The town received two charters, one in 1590, granted by Queen Elizabeth, and another in 1684, bestowed by Charles II.; but the government is now vested in a mayor, four aldermen, and twelve councillors, under the act of the 5th and 6th of William IV., cap. 76. The mayor and late mayor are justices of the peace, possessing jurisdiction concurrently with the county magistrates, who hold petty-sessions in a building over the cornmarket. The powers of the county debt-court of South Molton, established in 1847, extend over the greater part of the registration-district of South Molton. The borough sent representatives to parliament once in the reign of Edward I. The town-hall is a handsome stone building; the prison was erected at an expense of £2000. The living is a perpetual curacy; net income, £200; patrons and appropriators, the Dean and Canons of Windsor, whose tithes have been commuted for £840, and who have a glebe of 233 acres.
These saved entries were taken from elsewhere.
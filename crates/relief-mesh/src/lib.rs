//! Height-field triangulation and STL serialization.
//!
//! # Key Components
//!
//! - [`relief_triangles`] — lazy two-triangles-per-cell stream over a [`Heightmap`]
//! - [`encode_relief`] — binary STL bytes, written straight from the stream
//! - [`encode_relief_ascii`] — the textual STL variant, same triangle order
//! - [`read_binary_stl`] — parse binary STL bytes back for inspection

pub mod ascii;
pub mod binary;
pub mod errors;
pub mod options;
pub mod reader;
pub mod triangulate;

pub use ascii::encode_relief_ascii;
pub use binary::{
    encode_relief, expected_stl_len, stl_triangle_count, HEADER_LEN, TRIANGLE_RECORD_LEN,
};
pub use errors::EncodeError;
pub use options::EncodeOptions;
pub use reader::{read_binary_stl, StlDocument};
pub use triangulate::relief_triangles;

pub use relief_types::{Heightmap, Triangle, Vertex};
The church is a very spacious structure in the ancient English style, repaired in 1829, at a cost of £2000, and contains a richly carved pulpit of stone. There are places of worship for Independents and Wesleyans. A free school was founded in 1684, by Hugh Squire, who endowed it with an annuity of £40; a Blue school was established in 1711; a Diocesan commercial school has been instituted, and a national school is supported by subscription. The union of South Molton comprises 29 parishes or places, containing a population of 20,978. Some vestiges of ancient encampments are visible at Cadbury and other places near the town. The late Mr. Justice Buller received the early part of his education at the free school here; and the Rev. Samuel Badcock, who distinguished himself in a controversy with Dr. Priestley, and assisted Dr. White in writing his celebrated Bampton Lectures, was born at South Molton in 1747.